The ETF's performance is trailing oil because the market is in contango, meaning futures for delivery in later months trade higher than nearby contracts. The structure erodes gains as the ETF sells the expiring contract and buys the more expensive next-month futures.
The iPath S&P GSCI Crude Oil Total Return Index ETN and ProShares Ultra Bloomberg Crude Oil, the second and third- largest US oil exchange-traded products, also had outflows this month and in April. Investors pulled money out of ETFs that focus on energy stocks such as Exxon Mobil Corp. in May for the first time in eight months.

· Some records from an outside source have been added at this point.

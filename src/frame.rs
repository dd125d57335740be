//! Message framing.
//!
//! A frame is a 4-byte little-endian payload length followed by the payload.
//! [`Writer::finish`](crate::Writer::finish) produces frames and
//! [`split_frame`] takes them apart again. Reading frames off a socket is
//! left to the caller.
//!
//! # Example
//!
//! ```rust
//! use bitstream::frame::split_frame;
//! use bitstream::{Reader, Result, Writer};
//!
//! fn main() -> Result<()> {
//!     let mut first = Writer::new();
//!     first.put_byte(3);
//!     let mut second = Writer::new();
//!     second.put_string("hello");
//!
//!     let mut wire = first.finish();
//!     wire.extend_from_slice(&second.finish());
//!
//!     let (payload, rest) = split_frame(&wire)?;
//!     assert_eq!(Reader::from_payload(payload)?.get_byte()?, 3);
//!
//!     let (payload, rest) = split_frame(rest)?;
//!     assert_eq!(Reader::from_payload(payload)?.get_string()?, "hello");
//!     assert!(rest.is_empty());
//!     Ok(())
//! }
//! ```

use byteorder::{ByteOrder, LittleEndian};

use crate::error::{Error, Result};
use crate::types::FRAME_PREFIX_LEN;

/// Splits one frame off the front of `data`.
///
/// Returns the payload and whatever follows the frame.
pub fn split_frame(data: &[u8]) -> Result<(&[u8], &[u8])> {
    if data.len() < FRAME_PREFIX_LEN {
        return Err(Error::truncated(FRAME_PREFIX_LEN, data.len()));
    }
    let length = LittleEndian::read_u32(&data[..FRAME_PREFIX_LEN]) as usize;
    let rest = &data[FRAME_PREFIX_LEN..];
    if length > rest.len() {
        return Err(Error::truncated(length, rest.len()));
    }
    Ok(rest.split_at(length))
}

A total of US$368.4 million has been withdrawn from the US Oil Fund this month, following US$591.6 million in April, the biggest single-month outflow since April 2011. Total assets are now US$2.28 billion, down from US$3.25 billion on March 26.
The 2011 outflow was followed by a drop of as much as US$17.02 in WTI prices. When the fund had a two-month withdrawal of US$1.44 billion in May and June 2009, WTI also fell. Not all outflows from the ETF were followed by declines in oil prices.
About US$2.86 billion was poured into the US Oil Fund in the six months ended March 31 as oil slumped. The rebound in prices has given ETF investors an opportunity to reap profit, said Matt Hougan, chief executive officer of San Francisco-based research firm ETF.com.
"Investors were anticipating a bounce and they started selling as soon as it happened," he said in an e-mail Thursday. "People are cashing in some of their short-term chips."